On Tue, Jan 18, 2011 at 1:39 PM, Dave Abrahams <dave@boostpro.com> wrote:
At Tue, 18 Jan 2011 19:46:41 +0200, Peter Dimov wrote:
Dave Abrahams wrote:
At Tue, 18 Jan 2011 13:27:29 +0200, Peter Dimov wrote:
Dave Abrahams wrote:
I think the reason to use separate types is to provide a type-safety barrier between your functions that operate on utf-8 and system or 3rd-party interfaces that don't or may not. In principle, that should force you to think about encoding and decoding at all the places where it may be needed, and should allow you to code naturally and with confidence where everybody is operating in utf8-land.
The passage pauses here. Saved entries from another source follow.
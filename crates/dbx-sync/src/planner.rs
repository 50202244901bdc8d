//! The reconciliation planner.
//!
//! A batch runs in two phases separated by a join barrier. The leaf phase
//! resolves every file by upload or download. Anything the store (or, for a
//! new path, the caller's hint or the local filesystem) calls a directory is
//! deferred without being read, and the directory phase re-adds each one
//! once its children are final.

use std::collections::HashSet;
use std::future::Future;
use std::path::Path;

use dbx_types::Address;
use futures::stream::{self, StreamExt, TryStreamExt};
use tracing::Instrument;
use uuid::Uuid;

use crate::engine::{local_state, LocalState, SyncEngine};
use crate::error::{CollaboratorError, SyncError, SyncResult};
use crate::types::{
    ConcurrencyMode, FileDescriptor, ReconciliationResult, SyncEntry, UploadOptions,
};

/// Terminal state of one leaf.
enum LeafStep<'a> {
    Unchanged,
    Recorded(String, SyncEntry),
    Deferred(&'a FileDescriptor),
}

impl SyncEngine {
    /// Reconcile a batch of descriptors against the local filesystem.
    ///
    /// Returns the new state of every path that changed. Any failure aborts
    /// the batch and nothing is returned.
    pub async fn synchronize(
        &self,
        descriptors: &[FileDescriptor],
    ) -> SyncResult<ReconciliationResult> {
        let batch = Uuid::now_v7();
        let span = tracing::info_span!("synchronize", %batch, entries = descriptors.len());
        self.run_batch(descriptors).instrument(span).await
    }

    async fn run_batch(&self, descriptors: &[FileDescriptor]) -> SyncResult<ReconciliationResult> {
        check_unique(descriptors)?;

        // Hinted directories wait for the barrier; the store still decides
        // what they are once it is reached.
        let (mut worklist, leaves): (Vec<_>, Vec<_>) =
            descriptors.iter().partition(|d| d.hinted_directory());

        let steps = self
            .run_all(leaves.into_iter().map(|d| self.resolve_leaf(d)))
            .await?;

        let mut result = ReconciliationResult::new();
        let mut unchanged = 0usize;
        for step in steps {
            match step {
                LeafStep::Unchanged => unchanged += 1,
                LeafStep::Recorded(path, entry) => result.insert(path, entry),
                LeafStep::Deferred(descriptor) => worklist.push(descriptor),
            }
        }
        tracing::debug!(
            recorded = result.len(),
            unchanged,
            directories = worklist.len(),
            "leaf phase complete"
        );

        let directories = self
            .run_all(worklist.into_iter().map(|d| self.resolve_directory(d)))
            .await?;
        for (path, entry) in directories.into_iter().flatten() {
            result.insert(path, entry);
        }

        tracing::info!(recorded = result.len(), "batch reconciled");
        Ok(result)
    }

    /// Run `tasks` under the engine's concurrency mode, failing fast.
    async fn run_all<T, F>(&self, tasks: impl IntoIterator<Item = F>) -> SyncResult<Vec<T>>
    where
        F: Future<Output = SyncResult<T>>,
    {
        match self.mode {
            ConcurrencyMode::Serial => {
                let mut done = Vec::new();
                for task in tasks {
                    done.push(task.await?);
                }
                Ok(done)
            }
            ConcurrencyMode::Concurrent { .. } => {
                stream::iter(tasks)
                    .buffer_unordered(self.mode.limit())
                    .try_collect()
                    .await
            }
        }
    }

    /// Whether `descriptor` names a directory.
    ///
    /// A known address is asked of the store. Only a path the store has never
    /// seen falls back to the hint, then to what is on disk.
    async fn classify(&self, descriptor: &FileDescriptor, local: LocalState) -> SyncResult<bool> {
        match descriptor.known_address {
            Some(known) => self.is_directory(&known).await,
            None => Ok(descriptor
                .is_directory
                .unwrap_or(matches!(local, LocalState::Directory { .. }))),
        }
    }

    async fn resolve_leaf<'a>(&self, descriptor: &'a FileDescriptor) -> SyncResult<LeafStep<'a>> {
        let local = local_state(Path::new(&descriptor.path)).await?;
        if self.classify(descriptor, local).await? {
            tracing::debug!(path = %descriptor.path, "deferred to directory phase");
            return Ok(LeafStep::Deferred(descriptor));
        }
        Ok(match self.reconcile_file(descriptor, local).await? {
            Some(entry) => LeafStep::Recorded(descriptor.path.clone(), entry),
            None => LeafStep::Unchanged,
        })
    }

    /// Re-address a file and settle a conflict by modification time: a local
    /// copy strictly newer than the baseline is uploaded, anything else is
    /// replaced by the known content.
    async fn reconcile_file(
        &self,
        descriptor: &FileDescriptor,
        local: LocalState,
    ) -> SyncResult<Option<SyncEntry>> {
        let path = Path::new(&descriptor.path);
        let current = match local {
            LocalState::Missing => None,
            _ => Some(self.address_of(path).await?),
        };
        if current.is_some() && current == descriptor.known_address {
            tracing::debug!(path = %descriptor.path, "unchanged");
            return Ok(None);
        }

        let baseline = descriptor.baseline();
        let entry = match (descriptor.known_address, local) {
            (None, LocalState::Missing) => {
                return Err(SyncError::NotFound {
                    path: path.to_path_buf(),
                })
            }
            (None, _) => self.push_leaf(descriptor).await?,
            (Some(known), LocalState::Missing) => self.pull_leaf(descriptor, &known).await?,
            (Some(known), LocalState::File { modified } | LocalState::Directory { modified }) => {
                if modified > baseline {
                    self.push_leaf(descriptor).await?
                } else {
                    self.pull_leaf(descriptor, &known).await?
                }
            }
        };
        Ok(Some(entry))
    }

    async fn push_leaf(&self, descriptor: &FileDescriptor) -> SyncResult<SyncEntry> {
        let outcome = self
            .upload(Path::new(&descriptor.path), &UploadOptions::recursive())
            .await?;
        let root = outcome.root().ok_or_else(|| SyncError::DirectoryAddressMismatch {
            path: descriptor.path.clone(),
        })?;
        tracing::debug!(path = %descriptor.path, address = %root.address, "uploaded");
        Ok(SyncEntry {
            address: root.address,
            directory: root.directory,
        })
    }

    async fn pull_leaf(&self, descriptor: &FileDescriptor, known: &Address) -> SyncResult<SyncEntry> {
        let path = Path::new(&descriptor.path);
        self.materialize(known, path).await?;
        let address = self.address_of(path).await?;
        tracing::debug!(path = %descriptor.path, %address, "downloaded");
        Ok(SyncEntry {
            address,
            directory: false,
        })
    }

    async fn resolve_directory(
        &self,
        descriptor: &FileDescriptor,
    ) -> SyncResult<Option<(String, SyncEntry)>> {
        let path = Path::new(&descriptor.path);
        let local = local_state(path).await?;
        if !self.classify(descriptor, local).await? {
            tracing::debug!(path = %descriptor.path, "hinted directory is a file");
            let entry = self.reconcile_file(descriptor, local).await?;
            return Ok(entry.map(|entry| (descriptor.path.clone(), entry)));
        }

        if local == LocalState::Missing {
            let known = descriptor.known_address.ok_or_else(|| SyncError::NotFound {
                path: path.to_path_buf(),
            })?;
            self.materialize(&known, path).await?;
        } else if let Some(known) = descriptor.known_address {
            if self.address_of(path).await? == known {
                tracing::debug!(path = %descriptor.path, "directory unchanged");
                return Ok(None);
            }
        }

        let outcome = self.upload(path, &UploadOptions::recursive()).await?;
        let entry = outcome
            .find(&descriptor.path)
            .ok_or_else(|| SyncError::DirectoryAddressMismatch {
                path: descriptor.path.clone(),
            })?;
        tracing::debug!(path = %descriptor.path, address = %entry.address, "directory re-addressed");
        Ok(Some((
            descriptor.path.clone(),
            SyncEntry {
                address: entry.address,
                directory: entry.directory,
            },
        )))
    }

    /// Current content address of an existing local path.
    async fn address_of(&self, path: &Path) -> SyncResult<Address> {
        let shown = path.display().to_string();
        let added = self
            .store
            .add(path, true)
            .await
            .map_err(SyncError::store("add", &shown))?;
        added.root().ok_or_else(|| SyncError::Collaborator {
            operation: "add",
            subject: shown,
            source: CollaboratorError::Rejected("no address returned".into()),
        })
    }
}

fn check_unique(descriptors: &[FileDescriptor]) -> SyncResult<()> {
    let mut seen = HashSet::with_capacity(descriptors.len());
    for descriptor in descriptors {
        if !seen.insert(descriptor.path.as_str()) {
            return Err(SyncError::InvalidBatch {
                reason: format!("duplicate path {}", descriptor.path),
            });
        }
    }
    Ok(())
}
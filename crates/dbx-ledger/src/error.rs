use dbx_types::{AccountId, Address};

/// Errors produced by ledger operations.
#[derive(Debug, thiserror::Error)]
pub enum LedgerError {
    #[error("integrity violation at seq {seq}: {reason}")]
    IntegrityViolation { seq: u64, reason: String },

    #[error("name {name_key} is bound by another account ({owner})")]
    NameOwned { name_key: Address, owner: AccountId },

    #[error("serialization error: {0}")]
    Serialization(String),

    #[error("I/O error: {0}")]
    Io(#[from] std::io::Error),
}

pub type LedgerResult<T> = Result<T, LedgerError>;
Yes, in principle. It isn't terribly necessary if everybody is operating in UTF-8 land though.
But they won't be. That's not today's reality.
They should be, though. As a practical matter, the difference between taking/returning a string and taking/returning an utf8_t is to force people to write an explicit conversion. This penalizes people who are already in UTF-8 land because it forces them to use utf8_t( s, encoding_utf8 ) and s.c_str( encoding_utf8 ) everywhere, without any gain or need. It's true that for people whose strings are not UTF-8, forcing those explicit conversions may be considered a good thing. So it depends on what your goals are. Do you want to promote the use of UTF-8 for all strings, or do you want to enable people to remain in non-UTF-8-land?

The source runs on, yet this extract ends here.